Saturday, January 30, 2010

According to Dennis Carey Management and Boards Must Work Together


As the dust begins to settle after the several governmental regulatory reforms of recent years, corporations can begin to refocus their strategies from compliance with new legislation and begin to push forward into the brave new world of developing strategies to increase value for shareholders and innovation and growth.

According to Dennis Carey, executive recruiter and corporate strategy consultant, it would behoove corporations to link the human capital of the board of directors to the long-term strategy created by management. This is the direction Dennis Carey would like to see the next wave of governance reform, and he believes this is the path to increased value for shareholders.
Carey bemoans the fact that although boards may approve a particular strategy, they have little role in developing and shaping that strategy.

As Dennis Carey puts it,

“Now that innovation and growth increasingly drive the top executive's agenda and major business trends emerge in the blink of an eye, strategically minded boards that forge close partnerships with management will prove to be the crucial difference between companies that create superior shareholder value and those that don't.”

Friday, January 22, 2010

Carey Advises to Let Chairman/CEO Combo Remain


Dennis Carey is a prolific writer of books and articles that have appeared in numerous respected locations including, The Wall Street Journal, Financial Times, The New York Times, and many more. Often Mr. Carey comments on current issues that affect the corporate world.
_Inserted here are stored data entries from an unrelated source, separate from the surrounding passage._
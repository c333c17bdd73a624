//! Page wiring: gesture listeners, section observer and the update tick

use std::cell::{Cell, OnceCell};
use std::rc::{Rc, Weak};

use js_sys::{Array, Function};
use tracing::{debug, warn};
use wasm_bindgen::prelude::*;
use wasm_bindgen::JsCast;
use web_sys::{
    Event, EventTarget, IntersectionObserver, IntersectionObserverEntry, IntersectionObserverInit,
    Window,
};
use wonderworks_audio::Gesture;

use crate::Shared;

/// Poll interval for [`wonderworks_audio::AudioEngine::update`].
const TICK_MS: i32 = 100;

struct GestureHook {
    target: EventTarget,
    callback: Function,
    attached: Cell<bool>,
}

impl GestureHook {
    fn attach(&self) -> Result<(), JsValue> {
        for gesture in Gesture::ALL {
            self.target
                .add_event_listener_with_callback(gesture.event_name(), &self.callback)?;
        }
        self.attached.set(true);
        Ok(())
    }

    fn detach(&self) {
        if !self.attached.replace(false) {
            return;
        }
        for gesture in Gesture::ALL {
            let _ = self
                .target
                .remove_event_listener_with_callback(gesture.event_name(), &self.callback);
        }
        debug!("gesture listeners removed");
    }
}

/// Browser hooks that drive an engine. Dropping them detaches everything.
pub(crate) struct PageBindings {
    window: Window,
    hook: Rc<OnceCell<GestureHook>>,
    _on_gesture: Closure<dyn FnMut(Event)>,
    observer: Option<IntersectionObserver>,
    _on_intersect: Option<Closure<dyn FnMut(Array, IntersectionObserver)>>,
    interval: i32,
    _on_tick: Closure<dyn FnMut()>,
}

impl PageBindings {
    pub(crate) fn attach(shared: &Rc<Shared>) -> Result<Self, JsValue> {
        let window = web_sys::window().ok_or_else(|| JsValue::from_str("no window"))?;
        let document = window
            .document()
            .ok_or_else(|| JsValue::from_str("no document"))?;

        let hook = Rc::new(OnceCell::new());
        let on_gesture = gesture_callback(Rc::downgrade(shared), Rc::clone(&hook));
        let gesture_hook = GestureHook {
            target: document.clone().into(),
            callback: on_gesture.as_ref().unchecked_ref::<Function>().clone(),
            attached: Cell::new(false),
        };
        gesture_hook.attach()?;
        let _ = hook.set(gesture_hook);

        let (observer, on_intersect) = match observe_sections(shared, &document) {
            Ok(Some((observer, callback))) => (Some(observer), Some(callback)),
            Ok(None) => (None, None),
            Err(e) => {
                warn!(error = %crate::js_message(&e), "section observer unavailable");
                (None, None)
            }
        };

        let on_tick = tick_callback(Rc::downgrade(shared), Rc::clone(&hook));
        let interval = window.set_interval_with_callback_and_timeout_and_arguments_0(
            on_tick.as_ref().unchecked_ref(),
            TICK_MS,
        )?;

        Ok(Self {
            window,
            hook,
            _on_gesture: on_gesture,
            observer,
            _on_intersect: on_intersect,
            interval,
            _on_tick: on_tick,
        })
    }
}

impl Drop for PageBindings {
    fn drop(&mut self) {
        self.window.clear_interval_with_handle(self.interval);
        if let Some(observer) = &self.observer {
            observer.disconnect();
        }
        if let Some(hook) = self.hook.get() {
            hook.detach();
        }
    }
}

fn gesture_callback(shared: Weak<Shared>, hook: Rc<OnceCell<GestureHook>>) -> Closure<dyn FnMut(Event)> {
    Closure::wrap(Box::new(move |event: Event| {
        let Some(shared) = shared.upgrade() else {
            return;
        };
        let Ok(gesture) = event.type_().parse::<Gesture>() else {
            return;
        };
        let unlocked = shared.with_engine(|engine| {
            engine.unlock(gesture);
            engine.is_unlocked()
        });
        if unlocked {
            if let Some(hook) = hook.get() {
                hook.detach();
            }
        }
    }) as Box<dyn FnMut(Event)>)
}

fn tick_callback(shared: Weak<Shared>, hook: Rc<OnceCell<GestureHook>>) -> Closure<dyn FnMut()> {
    Closure::wrap(Box::new(move || {
        let Some(shared) = shared.upgrade() else {
            return;
        };
        let unlocked = shared.with_engine(|engine| {
            engine.update();
            engine.is_unlocked()
        });
        // A resume that completed asynchronously unlocks on a tick, not a gesture.
        if unlocked {
            if let Some(hook) = hook.get() {
                hook.detach();
            }
        }
    }) as Box<dyn FnMut()>)
}

type SectionObserver = (IntersectionObserver, Closure<dyn FnMut(Array, IntersectionObserver)>);

fn observe_sections(
    shared: &Rc<Shared>,
    document: &web_sys::Document,
) -> Result<Option<SectionObserver>, JsValue> {
    let (sections, threshold) = shared.with_engine(|engine| {
        let sections: Vec<String> = engine.ambient_sections().map(str::to_owned).collect();
        (sections, engine.visibility_threshold())
    });
    if sections.is_empty() {
        return Ok(None);
    }

    let weak = Rc::downgrade(shared);
    let callback = Closure::wrap(Box::new(move |entries: Array, _observer: IntersectionObserver| {
        let Some(shared) = weak.upgrade() else {
            return;
        };
        for entry in entries.iter() {
            let entry: IntersectionObserverEntry = entry.unchecked_into();
            let id = entry.target().id();
            let ratio = if entry.is_intersecting() {
                entry.intersection_ratio()
            } else {
                0.0
            };
            shared.with_engine(|engine| engine.report_intersection(&id, ratio));
        }
    }) as Box<dyn FnMut(Array, IntersectionObserver)>);

    let init = IntersectionObserverInit::new();
    init.set_threshold(&JsValue::from_f64(threshold));
    let observer = IntersectionObserver::new_with_options(callback.as_ref().unchecked_ref(), &init)?;

    for id in &sections {
        match document.get_element_by_id(id) {
            Some(element) => observer.observe(&element),
            None => debug!(section = %id, "ambient section not on this page"),
        }
    }
    Ok(Some((observer, callback)))
}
Recently, in May 2009, an article appeared in the Wall Street Journal in which Dennis Carey discusses the latest attempt in Washington to effect change in the corporate world and why this proposed legislation would be a mistake.
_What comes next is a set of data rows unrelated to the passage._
//! `tracing` output to the browser console

use std::fmt::{self, Write};

use tracing::field::{Field, Visit};
use tracing::level_filters::LevelFilter;
use tracing::{Event, Level, Subscriber};
use tracing_subscriber::layer::{Context, SubscriberExt};
use tracing_subscriber::util::SubscriberInitExt;
use tracing_subscriber::Layer;
use wasm_bindgen::JsValue;
use web_sys::console;

/// Writes each event as one console line at the matching console level.
pub struct ConsoleLayer;

impl<S: Subscriber> Layer<S> for ConsoleLayer {
    fn on_event(&self, event: &Event<'_>, _ctx: Context<'_, S>) {
        let meta = event.metadata();
        let mut line = Line::default();
        event.record(&mut line);
        let text = JsValue::from_str(&format!(
            "[{}] {}{}",
            meta.target(),
            line.message,
            line.fields
        ));
        match *meta.level() {
            Level::ERROR => console::error_1(&text),
            Level::WARN => console::warn_1(&text),
            Level::INFO => console::info_1(&text),
            _ => console::debug_1(&text),
        }
    }
}

#[derive(Default)]
struct Line {
    message: String,
    fields: String,
}

impl Visit for Line {
    fn record_str(&mut self, field: &Field, value: &str) {
        if field.name() == "message" {
            self.message.push_str(value);
        } else {
            let _ = write!(self.fields, " {}={}", field.name(), value);
        }
    }

    fn record_debug(&mut self, field: &Field, value: &dyn fmt::Debug) {
        if field.name() == "message" {
            let _ = write!(self.message, "{value:?}");
        } else {
            let _ = write!(self.fields, " {}={:?}", field.name(), value);
        }
    }
}

/// Install the console subscriber. Later calls are ignored.
pub fn init(max_level: LevelFilter) {
    let _ = tracing_subscriber::registry()
        .with(max_level)
        .with(ConsoleLayer)
        .try_init();
}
Dennis Carey clearly argues that the bill proposed by the Democratic Senator from New York which seeks to split the role of Chairman and CEO in public corporations "flies in the face common sense and proven results."
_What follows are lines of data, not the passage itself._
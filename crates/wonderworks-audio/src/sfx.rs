//! One-shot sound effects
//!
//! Effects are registered by name and played fire-and-forget on the SFX
//! channel, each wrapped in a short attack/release envelope so percussive
//! samples neither click in nor click out. A "held" effect (logo hover) is the
//! same voice with an early release triggered by the caller.

use std::collections::BTreeMap;

use serde::{Deserialize, Serialize};
use tracing::{debug, warn};

use crate::backend::{AssetState, AudioBackend, VoiceId, VoiceSpec};
use crate::channel::Channel;
use crate::envelope::{clamp_unit, OneShotEnvelope};

fn unit_gain() -> f32 {
    1.0
}

fn default_attack_ms() -> u32 {
    15
}

fn default_release_ms() -> u32 {
    150
}

/// A named one-shot effect.
#[derive(Debug, Clone, PartialEq, Serialize, Deserialize)]
#[serde(rename_all = "camelCase")]
pub struct SfxDefinition {
    /// Name callers play it by
    pub name: String,
    /// Asset path or URL
    pub source: String,
    /// Per-effect gain
    #[serde(default = "unit_gain")]
    pub gain: f32,
    /// Attack time
    #[serde(default = "default_attack_ms")]
    pub attack_ms: u32,
    /// Release time
    #[serde(default = "default_release_ms")]
    pub release_ms: u32,
}

impl SfxDefinition {
    /// Effect at unit gain with the default 15/150 ms envelope.
    pub fn new(name: impl Into<String>, source: impl Into<String>) -> Self {
        Self {
            name: name.into(),
            source: source.into(),
            gain: unit_gain(),
            attack_ms: default_attack_ms(),
            release_ms: default_release_ms(),
        }
    }

    /// Override the gain.
    pub fn with_gain(mut self, gain: f32) -> Self {
        self.gain = gain;
        self
    }

    /// Override attack and release.
    pub fn with_envelope(mut self, attack_ms: u32, release_ms: u32) -> Self {
        self.attack_ms = attack_ms;
        self.release_ms = release_ms;
        self
    }

    /// The effects used across the site.
    pub fn site_defaults() -> Vec<Self> {
        vec![
            Self::new("logoHover", "/assets/sfx-logo-hover.mp3"),
            Self::new("logoClick", "/assets/sfx-logo-click.wav")
                .with_gain(0.9)
                .with_envelope(12, 140),
            Self::new("uiPop", "/assets/ui-pop-soft.mp3"),
            Self::new("click", "/assets/sfx-old-computer-click.mp3"),
            Self::new("typing", "/assets/sfx-answers-typing.mp3"),
            Self::new("notification", "/assets/sfx-system-notification.mp3"),
            Self::new("hover", "/assets/sfx-logo-hover.mp3"),
        ]
    }
}

/// Per-call overrides for a one-shot.
#[derive(Debug, Clone, Copy, PartialEq, Default, Serialize, Deserialize)]
#[serde(default, rename_all = "camelCase")]
pub struct OneShotOptions {
    /// Replaces the effect's gain
    pub volume: Option<f32>,
    /// Replaces the attack time
    pub attack_ms: Option<u32>,
    /// Replaces the release time
    pub release_ms: Option<u32>,
}

#[derive(Debug, Clone, Copy)]
struct HeldVoice {
    voice: VoiceId,
    release: f64,
    ends_at: f64,
}

/// Registered effects plus the voices currently held.
#[derive(Debug, Clone, Default)]
pub struct SfxBank {
    effects: BTreeMap<String, SfxDefinition>,
    held: Vec<HeldVoice>,
}

impl SfxBank {
    /// Register effects. A later definition replaces an earlier one of the
    /// same name.
    pub fn new(definitions: impl IntoIterator<Item = SfxDefinition>) -> Self {
        let effects = definitions
            .into_iter()
            .map(|def| (def.name.clone(), def))
            .collect();
        Self {
            effects,
            held: Vec::new(),
        }
    }

    /// Look up an effect.
    pub fn get(&self, name: &str) -> Option<&SfxDefinition> {
        self.effects.get(name)
    }

    /// Registered effect names.
    pub fn names(&self) -> impl Iterator<Item = &str> {
        self.effects.keys().map(String::as_str)
    }

    /// Start decoding every effect.
    pub fn preload_all<B: AudioBackend + ?Sized>(&self, backend: &mut B) {
        for def in self.effects.values() {
            backend.preload(&def.source);
        }
    }

    /// Play an effect once. Returns `None` when it was dropped.
    pub fn play<B: AudioBackend + ?Sized>(
        &mut self,
        backend: &mut B,
        name: &str,
        options: OneShotOptions,
    ) -> Option<VoiceId> {
        self.start(backend, name, options).map(|(voice, _, _)| voice)
    }

    /// Play an effect and keep it releasable with [`SfxBank::release`].
    pub fn hold<B: AudioBackend + ?Sized>(
        &mut self,
        backend: &mut B,
        name: &str,
        options: OneShotOptions,
    ) -> Option<VoiceId> {
        let now = backend.now();
        self.held.retain(|h| h.ends_at > now);
        let (voice, shape, ends_at) = self.start(backend, name, options)?;
        self.held.push(HeldVoice {
            voice,
            release: shape.release,
            ends_at,
        });
        Some(voice)
    }

    /// Fade out a held voice over its release time. Returns `false` if the
    /// voice is not held (already released or finished).
    pub fn release<B: AudioBackend + ?Sized>(&mut self, backend: &mut B, voice: VoiceId) -> bool {
        let Some(pos) = self.held.iter().position(|h| h.voice == voice) else {
            return false;
        };
        let held = self.held.swap_remove(pos);
        let now = backend.now();
        if held.ends_at <= now {
            return false;
        }
        backend.ramp_voice(voice, 0.0, now, held.release);
        backend.stop_voice(voice, now + held.release);
        true
    }

    fn start<B: AudioBackend + ?Sized>(
        &mut self,
        backend: &mut B,
        name: &str,
        options: OneShotOptions,
    ) -> Option<(VoiceId, OneShotEnvelope, f64)> {
        let Some(def) = self.effects.get(name) else {
            warn!(effect = name, "unknown sound effect");
            return None;
        };
        let duration = match backend.asset(&def.source) {
            AssetState::Ready { duration } => duration,
            AssetState::Unloaded => {
                backend.preload(&def.source);
                debug!(effect = name, "sound effect not decoded yet, dropped");
                return None;
            }
            AssetState::Loading => {
                debug!(effect = name, "sound effect not decoded yet, dropped");
                return None;
            }
            AssetState::Failed(reason) => {
                debug!(effect = name, reason = %reason, "sound effect unavailable");
                return None;
            }
        };
        let shape = OneShotEnvelope::from_millis(
            options.attack_ms.unwrap_or(def.attack_ms),
            options.release_ms.unwrap_or(def.release_ms),
        );
        let volume = clamp_unit(options.volume.unwrap_or(def.gain));
        let now = backend.now();
        let spec = VoiceSpec::new(Channel::Sfx, def.source.clone())
            .with_gain(0.0)
            .with_envelope(shape.points(now, duration, volume));
        match backend.start_voice(spec) {
            Ok(voice) => {
                debug!(effect = name, ?voice, "sound effect");
                Some((voice, shape, now + duration))
            }
            Err(e) => {
                warn!(effect = name, error = %e, "failed to start sound effect");
                None
            }
        }
    }
}

#[cfg(test)]
mod tests {
    use super::*;
    use crate::headless::HeadlessBackend;
    use approx::assert_relative_eq;

    fn bank_with_backend() -> (SfxBank, HeadlessBackend) {
        let mut backend = HeadlessBackend::new()
            .with_asset("/assets/sfx-logo-hover.mp3", 1.2)
            .with_asset("/assets/sfx-logo-click.wav", 0.4);
        let bank = SfxBank::new(SfxDefinition::site_defaults());
        bank.preload_all(&mut backend);
        (bank, backend)
    }

    #[test]
    fn test_play_wraps_envelope() {
        let (mut bank, mut backend) = bank_with_backend();
        backend.set_time(3.0);
        let voice = bank
            .play(&mut backend, "logoClick", OneShotOptions::default())
            .unwrap();
        let v = backend.voice(voice).unwrap();
        assert_eq!(v.channel, Channel::Sfx);
        assert_eq!(v.envelope.len(), 4);
        assert_relative_eq!(v.envelope[1].time, 3.012, epsilon = 1e-9);
        assert_relative_eq!(v.envelope[1].value, 0.9);
        assert_relative_eq!(v.envelope[2].time, 3.26, epsilon = 1e-9);
        assert_eq!(v.envelope[3].value, 0.0);
    }

    #[test]
    fn test_options_override_definition() {
        let (mut bank, mut backend) = bank_with_backend();
        let options = OneShotOptions {
            volume: Some(0.5),
            attack_ms: Some(20),
            release_ms: None,
        };
        let voice = bank.play(&mut backend, "logoHover", options).unwrap();
        let v = backend.voice(voice).unwrap();
        assert_relative_eq!(v.envelope[1].time, 0.02);
        assert_relative_eq!(v.envelope[1].value, 0.5);
    }

    #[test]
    fn test_unknown_or_missing_effects_are_dropped() {
        let (mut bank, mut backend) = bank_with_backend();
        assert!(bank
            .play(&mut backend, "explosion", OneShotOptions::default())
            .is_none());
        // Registered but the asset 404s
        assert!(bank
            .play(&mut backend, "typing", OneShotOptions::default())
            .is_none());
        assert!(backend.voices().is_empty());
    }

    #[test]
    fn test_unloaded_effect_is_preloaded_for_next_time() {
        let mut backend = HeadlessBackend::new().with_asset("/assets/ui-pop-soft.mp3", 0.3);
        let mut bank = SfxBank::new(SfxDefinition::site_defaults());
        assert!(bank
            .play(&mut backend, "uiPop", OneShotOptions::default())
            .is_none());
        assert!(bank
            .play(&mut backend, "uiPop", OneShotOptions::default())
            .is_some());
    }

    #[test]
    fn test_hold_and_release() {
        let (mut bank, mut backend) = bank_with_backend();
        let voice = bank
            .hold(&mut backend, "logoHover", OneShotOptions::default())
            .unwrap();
        backend.advance(0.5);
        assert!(bank.release(&mut backend, voice));
        assert!(!bank.release(&mut backend, voice), "release is one-time");

        let v = backend.voice(voice).unwrap();
        assert_relative_eq!(v.stop_at.unwrap(), 0.65, epsilon = 1e-9);
        assert_relative_eq!(v.gain_at(0.5), 1.0);
        assert_relative_eq!(v.gain_at(0.575), 0.5, epsilon = 1e-5);
        assert_eq!(v.gain_at(0.7), 0.0);
    }

    #[test]
    fn test_release_after_natural_end_is_noop() {
        let (mut bank, mut backend) = bank_with_backend();
        let voice = bank
            .hold(&mut backend, "logoHover", OneShotOptions::default())
            .unwrap();
        backend.advance(2.0);
        assert!(!bank.release(&mut backend, voice));
        assert!(backend.voice(voice).unwrap().stop_at.is_none());
    }
}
Siting the fact that over 60% of the largest American corporations have a combined position of Chairman/CEO and yet there is no observable difference between these companies' performance and those in which the CEO and Chairman roles are separated, Dennis Carey shows that changing this practice has not harmed American businesses. On the contrary. American companies seem to be doing quite well with this configuration of governance and management.

Friday, January 15, 2010

Good Financial News for 2010

Nearly two-thirds of the firms that froze salaries last year will begin offering their employees raises again in 2010, according to a new human resources report from Towers Perrin. While many companies cut out 401(k) matches last year, approximately one third of those companies plan to reinstate them this coming year.

Employees shouldn’t get too excited yet, however. Most of the companies that are reinstating these benefits are doing so slowly. 401(k) matches can be as high as 6% of the pay. Many companies, however, are going to see 401(k) matches that are half or less of what they used to be. Executive recruiters such as Dennis Carey hope that this will help with the recruiting process. FedEx, for instance, plans to give employees a match that is half of the earlier rate.

Other companies are actually moving to put employee achievements as the barometer for receiving salary increases, 401(k)s and more. Four out of every 10 employers say that in 2010 they plan to differentiate among employees during the salary review process. Some employees will end up getting raises and added benefits, based on performance, while others will not.

Sunday, January 10, 2010

Choose a New CEO Now


According to Dennis C. Carey, author of CEO Succession, even at the very outset of the tenure of a new CEO, he should already be planning for his own replacement.

Although this might seem a misplaced priority among the many urgent tasks a new CEO must accomplish when taking over a company, Dennis Carey believes that because succession planning requires team-work and input from many sources, when it is accomplished at the beginning the new CEO’s term it can create a feeling of trust in the new CEO and a re-establishment of confidence in the company.

Carey continues to explain that even if the new CEO is not interested in planning for his own replacement, the board should make it a priority anyway. No one knows the future, and the sudden loss of a company’s CEO is always a possibility, even if it is a small one. In at least two prominent cases, the CEO of Tenneco and the CEO of Frontier, both died from a brain tumor. Although this was a rare and unforeseeable tragedy, having already have planned for the CEO’s replacement would have made the trauma less traumatic.

Tuesday, January 5, 2010

Sarbanes -Oxley Act Forces Boards to React

In 2002 the much lauded Sarbanes-Oxley Act was passed by the United States Congress. Another name for this landmark legislation is “The Public Company Accounting Reform and Investor Protection Act.” This longer title tells a lot about this law, named for its two sponsors, Paul Sarbanes, Democrat of Maryland and Michael G. Oxley, Republican of Ohio.

Considering that it was co-sponsored by members of both parties and won almost unanimous support in the Senate and House (99-0 and 423-3 respectively) it was a law whose time had come.
Dennis Carey has discussed in several places the need for corporations to comply and move forward in the aftermath of this far-reaching legislation. To quote President George W. Bush, who signed SOX into law on July 30, 2002, this law includes,
“the most far-reaching reforms of American business practices since the time of Franklin D. Roosevelt.”